> _What to do_:
Take every line containing "memmem" out of the records.

________________

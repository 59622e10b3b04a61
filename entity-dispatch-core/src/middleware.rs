//! Hooks around every dispatch of a [`StoreRoot`](crate::StoreRoot)
//!
//! Middleware sees each message twice: before the reducer runs and after,
//! with whether the state changed. Messages queued by gateway calls go
//! through the same hooks as intents dispatched by the application.

use crate::Action;

/// Observer of dispatched actions.
pub trait Middleware<A: Action> {
    fn before(&mut self, action: &A);

    fn after(&mut self, action: &A, state_changed: bool);
}

/// Middleware that does nothing
#[derive(Debug, Clone, Copy, Default)]
pub struct NoopMiddleware;

impl<A: Action> Middleware<A> for NoopMiddleware {
    fn before(&mut self, _action: &A) {}
    fn after(&mut self, _action: &A, _state_changed: bool) {}
}

/// Logs dispatches through `tracing` at debug level, tagged with the
/// entity the action is addressed to.
///
/// Unlike [`ActionLoggerMiddleware`](crate::ActionLoggerMiddleware) there
/// is no filtering and nothing is kept in memory.
#[derive(Debug, Clone, Default)]
pub struct LoggingMiddleware {
    pub log_before: bool,
    pub log_after: bool,
    /// Skip actions that left the state untouched
    pub changes_only: bool,
}

impl LoggingMiddleware {
    /// Log after dispatch only
    pub fn new() -> Self {
        Self {
            log_before: false,
            log_after: true,
            changes_only: false,
        }
    }

    pub fn verbose() -> Self {
        Self {
            log_before: true,
            ..Self::new()
        }
    }

    pub fn changes_only(mut self) -> Self {
        self.changes_only = true;
        self
    }
}

impl<A: Action> Middleware<A> for LoggingMiddleware {
    fn before(&mut self, action: &A) {
        if self.log_before {
            tracing::debug!(
                entity = action.scope().unwrap_or("-"),
                action = action.name(),
                "dispatching"
            );
        }
    }

    fn after(&mut self, action: &A, state_changed: bool) {
        if !self.log_after || (self.changes_only && !state_changed) {
            return;
        }
        tracing::debug!(
            entity = action.scope().unwrap_or("-"),
            action = action.name(),
            state_changed,
            "dispatched"
        );
    }
}

/// Several middleware run as one.
///
/// `before` hooks run in insertion order, `after` hooks in reverse, so the
/// first middleware added wraps all the others.
pub struct ComposedMiddleware<A: Action> {
    middlewares: Vec<Box<dyn Middleware<A> + Send>>,
}

impl<A: Action> std::fmt::Debug for ComposedMiddleware<A> {
    fn fmt(&self, f: &mut std::fmt::Formatter<'_>) -> std::fmt::Result {
        f.debug_struct("ComposedMiddleware")
            .field("len", &self.middlewares.len())
            .finish()
    }
}

impl<A: Action> Default for ComposedMiddleware<A> {
    fn default() -> Self {
        Self::new()
    }
}

impl<A: Action> ComposedMiddleware<A> {
    pub fn new() -> Self {
        Self {
            middlewares: Vec::new(),
        }
    }

    pub fn add<M: Middleware<A> + Send + 'static>(&mut self, middleware: M) {
        self.middlewares.push(Box::new(middleware));
    }

    pub fn len(&self) -> usize {
        self.middlewares.len()
    }

    pub fn is_empty(&self) -> bool {
        self.middlewares.is_empty()
    }
}

impl<A: Action> Middleware<A> for ComposedMiddleware<A> {
    fn before(&mut self, action: &A) {
        for middleware in &mut self.middlewares {
            middleware.before(action);
        }
    }

    fn after(&mut self, action: &A, state_changed: bool) {
        for middleware in self.middlewares.iter_mut().rev() {
            middleware.after(action, state_changed);
        }
    }
}
//! Hex text helpers: parsing byte strings typed by a user and the classic
//! address / hex / ASCII dump layout.

use regex::Regex;
use std::fmt::Write;
use std::sync::LazyLock;

pub const DEFAULT_BYTES_PER_LINE: usize = 16;
pub const MIN_ADDRESS_WIDTH: usize = 4;

static HEX_DIGITS: LazyLock<Regex> =
    LazyLock::new(|| Regex::new(r"^(?:[0-9A-Fa-f]{2})*$").expect("hex pattern is valid"));

#[derive(Debug, Clone, PartialEq, Eq, thiserror::Error)]
pub enum HexError {
    #[error("invalid hex string: {0:?}")]
    InvalidDigits(String),
}

/// Parse a hex byte string such as `"de ad be ef"`, `"DEADBEEF"` or
/// `"0x0a,0x0b"`. Separators (whitespace, `,`, `:`, `-`) and `0x` prefixes
/// are ignored.
pub fn parse_hex(input: &str) -> Result<Vec<u8>, HexError> {
    let digits: String = input
        .split(|c: char| c.is_whitespace() || matches!(c, ',' | ':' | '-'))
        .map(|token| {
            token
                .strip_prefix("0x")
                .or_else(|| token.strip_prefix("0X"))
                .unwrap_or(token)
        })
        .collect();

    if !HEX_DIGITS.is_match(&digits) {
        return Err(HexError::InvalidDigits(input.to_string()));
    }

    digits
        .as_bytes()
        .chunks(2)
        .map(|pair| {
            std::str::from_utf8(pair)
                .ok()
                .and_then(|pair| u8::from_str_radix(pair, 16).ok())
                .ok_or_else(|| HexError::InvalidDigits(input.to_string()))
        })
        .collect()
}

/// Number of hex digits needed to print addresses up to `end`, never fewer
/// than `minimum`.
pub fn address_width(end: u64, minimum: usize) -> usize {
    let digits = if end == 0 {
        1
    } else {
        (64 - end.leading_zeros() as usize).div_ceil(4)
    };
    digits.max(minimum)
}

/// Printable ASCII or `.`.
pub fn printable(byte: u8) -> char {
    if (0x20..=0x7e).contains(&byte) {
        byte as char
    } else {
        '.'
    }
}

/// Render `bytes` as rows of `address  hex  ascii`, addresses starting at
/// `address_offset`.
pub fn to_readable(bytes: &[u8], address_offset: u64, bytes_per_line: usize) -> String {
    let bytes_per_line = bytes_per_line.max(1);
    let width = address_width(address_offset + bytes.len() as u64, MIN_ADDRESS_WIDTH);
    let mut result = String::new();

    for (row, line) in bytes.chunks(bytes_per_line).enumerate() {
        let address = address_offset + (row * bytes_per_line) as u64;
        let hex: String = line.iter().map(|byte| format!(" {byte:02x}")).collect();
        let ascii: String = line.iter().copied().map(printable).collect();
        let _ = writeln!(
            result,
            "{address:0width$x} {hex:<hex_width$}  {ascii:<ascii_width$}",
            hex_width = bytes_per_line * 3,
            ascii_width = bytes_per_line + 1,
        );
    }
    result
}

#[cfg(test)]
mod tests {
    use super::*;

    #[test]
    fn test_parse_hex_forms() {
        assert_eq!(parse_hex("deadbeef").unwrap(), vec![0xde, 0xad, 0xbe, 0xef]);
        assert_eq!(parse_hex("DE AD").unwrap(), vec![0xde, 0xad]);
        assert_eq!(parse_hex("0x0a,0x0b").unwrap(), vec![0x0a, 0x0b]);
        assert_eq!(parse_hex("00:ff").unwrap(), vec![0x00, 0xff]);
        assert_eq!(parse_hex("").unwrap(), Vec::<u8>::new());
    }

    #[test]
    fn test_parse_hex_rejects_garbage() {
        assert!(parse_hex("abc").is_err());
        assert!(parse_hex("zz").is_err());
        assert!(parse_hex("12 3").is_err());
    }

    #[test]
    fn test_address_width() {
        assert_eq!(address_width(0, 4), 4);
        assert_eq!(address_width(0xffff, 4), 4);
        assert_eq!(address_width(0x10000, 4), 5);
        assert_eq!(address_width(0x1_0000_0000, 4), 9);
    }

    #[test]
    fn test_to_readable_layout() {
        let bytes: Vec<u8> = (0x41..0x41 + 18).collect();
        let dump = to_readable(&bytes, 0, 16);
        let lines: Vec<&str> = dump.lines().collect();
        assert_eq!(lines.len(), 2);
        assert!(lines[0].starts_with("0000  41 42 43"));
        assert!(lines[0].contains("ABCDEFGHIJKLMNOP"));
        assert!(lines[1].starts_with("0010  51 52"));
        assert!(lines[1].contains("QR"));
    }

    #[test]
    fn test_non_printables_become_dots() {
        let dump = to_readable(&[0x00, 0x41, 0x7f], 0x100, 16);
        assert!(dump.starts_with("0100  00 41 7f"));
        assert!(dump.contains(".A."));
    }
}
use super::chunk_store::ChunkStore;
use super::error::DocumentResult;
use memchr::memmem;

#[derive(Debug, Clone, Copy, PartialEq, Eq)]
pub enum SearchDirection {
    Forward,
    Backward,
}

impl ChunkStore {
    /// Search for `pattern` in the given direction.
    ///
    /// Forward finds the first match starting at or after `from`. Backward
    /// finds the last match that ends at or before `from`.
    pub fn find(
        &mut self,
        pattern: &[u8],
        from: u64,
        direction: SearchDirection,
    ) -> DocumentResult<Option<u64>> {
        match direction {
            SearchDirection::Forward => self.index_of(pattern, from),
            SearchDirection::Backward => self.last_index_of(pattern, from),
        }
    }

    pub fn index_of(&mut self, pattern: &[u8], from: u64) -> DocumentResult<Option<u64>> {
        if pattern.is_empty() {
            return Ok(None);
        }
        let window = self.limits().search_window;
        let overlap = pattern.len() - 1;
        let finder = memmem::Finder::new(pattern);

        // Each block reaches `overlap` bytes into the next one so a match
        // straddling the block edge is still seen whole.
        let mut position = from;
        while position < self.size() {
            let block = self.read(position, window.saturating_add(overlap))?;
            if let Some(found) = finder.find(&block) {
                return Ok(Some(position + found as u64));
            }
            if block.len() < pattern.len() {
                break;
            }
            position = position.saturating_add(window as u64);
        }
        Ok(None)
    }

    pub fn last_index_of(&mut self, pattern: &[u8], from: u64) -> DocumentResult<Option<u64>> {
        if pattern.is_empty() {
            return Ok(None);
        }
        let window = self.limits().search_window as u64;
        let span = window.saturating_add(pattern.len() as u64 - 1);
        let finder = memmem::FinderRev::new(pattern);

        let mut position = from.min(self.size());
        while position > 0 {
            let start = position.saturating_sub(span);
            let block = self.read(start, (position - start) as usize)?;
            if let Some(found) = finder.rfind(&block) {
                return Ok(Some(start + found as u64));
            }
            position = position.saturating_sub(window);
        }
        Ok(None)
    }
}

#[cfg(test)]
mod tests {
    use super::*;
    use crate::document_model::chunk_store::{MAX_BLOCK_SIZE, StoreLimits};
    use crate::document_model::source::BackingSource;
    use std::io::Cursor;

    fn store_with(bytes: Vec<u8>, search_window: usize) -> ChunkStore {
        let mut store = ChunkStore::with_limits(StoreLimits {
            chunk_size: 8,
            merge_ceiling: 8,
            max_resident: 64,
            search_window,
        });
        store
            .attach(BackingSource::from_stream(Cursor::new(bytes)))
            .unwrap();
        store
    }

    #[test]
    fn test_index_of_simple() {
        let mut store = ChunkStore::new();
        store
            .attach(BackingSource::from_bytes((0u8..16).collect::<Vec<_>>()))
            .unwrap();
        assert_eq!(store.index_of(&[0x0A, 0x0B], 0).unwrap(), Some(10));
        assert_eq!(store.index_of(&[0x0A, 0x0B], 11).unwrap(), None);
        assert_eq!(store.index_of(&[0x0F, 0x10], 0).unwrap(), None);
    }

    #[test]
    fn test_empty_pattern_and_past_end() {
        let mut store = store_with(vec![1, 2, 3], 4);
        assert_eq!(store.index_of(&[], 0).unwrap(), None);
        assert_eq!(store.last_index_of(&[], 3).unwrap(), None);
        assert_eq!(store.index_of(&[1], 10).unwrap(), None);
    }

    #[test]
    fn test_match_straddling_search_blocks() {
        let mut bytes = vec![0u8; 64];
        bytes[30..34].copy_from_slice(b"WXYZ");
        let mut store = store_with(bytes, 32);
        assert_eq!(store.index_of(b"WXYZ", 0).unwrap(), Some(30));
        assert_eq!(store.last_index_of(b"WXYZ", 64).unwrap(), Some(30));
    }

    #[test]
    fn test_match_straddling_inserted_chunk() {
        let mut store = store_with(vec![0u8; 40], 4);
        store.insert(20, b"AB").unwrap();
        store.insert(22, b"CD").unwrap();
        assert_eq!(store.index_of(b"BC", 0).unwrap(), Some(21));
        assert_eq!(store.index_of(b"ABCD", 3).unwrap(), Some(20));
        assert_eq!(store.last_index_of(b"ABCD", 44).unwrap(), Some(20));
    }

    #[test]
    fn test_backward_requires_match_before_from() {
        let mut store = store_with(b"abcabcabc".to_vec(), 2);
        assert_eq!(store.last_index_of(b"abc", 9).unwrap(), Some(6));
        assert_eq!(store.last_index_of(b"abc", 8).unwrap(), Some(3));
        assert_eq!(store.last_index_of(b"abc", 2).unwrap(), None);
        assert_eq!(store.find(b"abc", 1, SearchDirection::Forward).unwrap(), Some(3));
        assert_eq!(store.find(b"abc", 6, SearchDirection::Backward).unwrap(), Some(3));
    }

    #[test]
    fn test_forward_search_over_many_windows() {
        let mut bytes = vec![0u8; 1000];
        bytes[997..1000].copy_from_slice(&[7, 8, 9]);
        let mut store = store_with(bytes, 16);
        assert_eq!(store.index_of(&[7, 8, 9], 0).unwrap(), Some(997));
        assert_eq!(store.last_index_of(&[7, 8, 9], 999).unwrap(), None);
        assert!(store.loaded_bytes() <= 64 + 24);
    }

    #[test]
    fn test_unbounded_search_window_is_capped() {
        let mut store = ChunkStore::with_limits(StoreLimits {
            chunk_size: usize::MAX,
            merge_ceiling: usize::MAX,
            max_resident: 64,
            search_window: usize::MAX,
        });
        store
            .attach(BackingSource::from_stream(Cursor::new(vec![0u8, 1, 2, 3, 4, 5])))
            .unwrap();
        assert_eq!(store.limits().search_window, MAX_BLOCK_SIZE);
        assert_eq!(store.limits().chunk_size, MAX_BLOCK_SIZE);
        assert_eq!(store.limits().merge_ceiling, MAX_BLOCK_SIZE);

        assert_eq!(store.index_of(&[3, 4], 0).unwrap(), Some(3));
        assert_eq!(store.index_of(&[3, 4], 4).unwrap(), None);
        assert_eq!(store.last_index_of(&[3, 4], 6).unwrap(), Some(3));
        assert_eq!(store.last_index_of(&[3, 4], u64::MAX).unwrap(), Some(3));
    }
}
/// Configuration subsystem - Storage and display settings
///
/// This module handles loading settings from .hexrusrc files: chunk and
/// cache sizes for the document store, the undo depth and dump layout.

pub mod rc;

// Re-export public interface
pub use rc::{ConfigError, RcConfig, RcLoader, parse_size};
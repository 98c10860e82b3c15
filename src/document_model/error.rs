use std::io;

/// Errors surfaced by the chunk store and everything layered on it.
///
/// Malformed lengths are clamped rather than rejected, so the only
/// input error is an offset that lies past the end of the document.
#[derive(Debug, thiserror::Error)]
pub enum DocumentError {
    #[error("offset {offset} is beyond document size {size}")]
    OutOfRange { offset: u64, size: u64 },

    #[error("backing source unavailable: {0}")]
    SourceUnavailable(#[from] io::Error),
}

impl DocumentError {
    pub fn out_of_range(offset: u64, size: u64) -> Self {
        DocumentError::OutOfRange { offset, size }
    }

    pub fn is_out_of_range(&self) -> bool {
        matches!(self, DocumentError::OutOfRange { .. })
    }
}

pub type DocumentResult<T> = Result<T, DocumentError>;
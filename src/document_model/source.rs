use std::fmt;
use std::fs::File;
use std::io::{self, Read, Seek, SeekFrom};
use std::path::Path;

/// Anything that can be read at arbitrary positions.
pub trait ReadSeek: Read + Seek {}

impl<T: Read + Seek> ReadSeek for T {}

/// The external origin of a document's initial bytes.
pub enum BackingSource {
    /// A block already in memory, wrapped as a single loaded chunk.
    Memory(Vec<u8>),
    /// A seekable stream whose content is only read on demand.
    Stream(Box<dyn ReadSeek>),
}

impl BackingSource {
    pub fn from_bytes(bytes: impl Into<Vec<u8>>) -> Self {
        BackingSource::Memory(bytes.into())
    }

    pub fn from_stream(stream: impl ReadSeek + 'static) -> Self {
        BackingSource::Stream(Box::new(stream))
    }

    /// Open a file for the lifetime of the document
    pub fn open(path: impl AsRef<Path>) -> io::Result<Self> {
        let file = File::open(path)?;
        Ok(Self::from_stream(file))
    }

    /// Total length of the source. Streams are measured by seeking to the end.
    pub fn len(&mut self) -> io::Result<u64> {
        match self {
            BackingSource::Memory(bytes) => Ok(bytes.len() as u64),
            BackingSource::Stream(stream) => stream.seek(SeekFrom::End(0)),
        }
    }

    pub fn is_empty(&mut self) -> io::Result<bool> {
        Ok(self.len()? == 0)
    }

    /// Read exactly `len` bytes starting at `offset`.
    ///
    /// A source that ends early (for example a file truncated behind our
    /// back) is reported as an `UnexpectedEof` error rather than padded.
    pub fn read_at(&mut self, offset: u64, len: usize) -> io::Result<Vec<u8>> {
        match self {
            BackingSource::Memory(bytes) => {
                let start = usize::try_from(offset)
                    .map_err(|_| io::Error::new(io::ErrorKind::InvalidInput, "offset overflow"))?;
                let end = start.checked_add(len).filter(|&end| end <= bytes.len());
                match end {
                    Some(end) => Ok(bytes[start..end].to_vec()),
                    None => Err(io::Error::new(
                        io::ErrorKind::UnexpectedEof,
                        "read past end of in-memory source",
                    )),
                }
            }
            BackingSource::Stream(stream) => {
                stream.seek(SeekFrom::Start(offset))?;
                let mut buffer = vec![0; len];
                stream.read_exact(&mut buffer)?;
                Ok(buffer)
            }
        }
    }
}

impl fmt::Debug for BackingSource {
    fn fmt(&self, f: &mut fmt::Formatter<'_>) -> fmt::Result {
        match self {
            BackingSource::Memory(bytes) => write!(f, "Memory({} bytes)", bytes.len()),
            BackingSource::Stream(_) => write!(f, "Stream"),
        }
    }
}

impl From<Vec<u8>> for BackingSource {
    fn from(bytes: Vec<u8>) -> Self {
        BackingSource::Memory(bytes)
    }
}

________________

> _Output for this task_:
use memchr::memmem;
        let finder = memmem::Finder::new(pattern);
        let finder = memmem::FinderRev::new(pattern);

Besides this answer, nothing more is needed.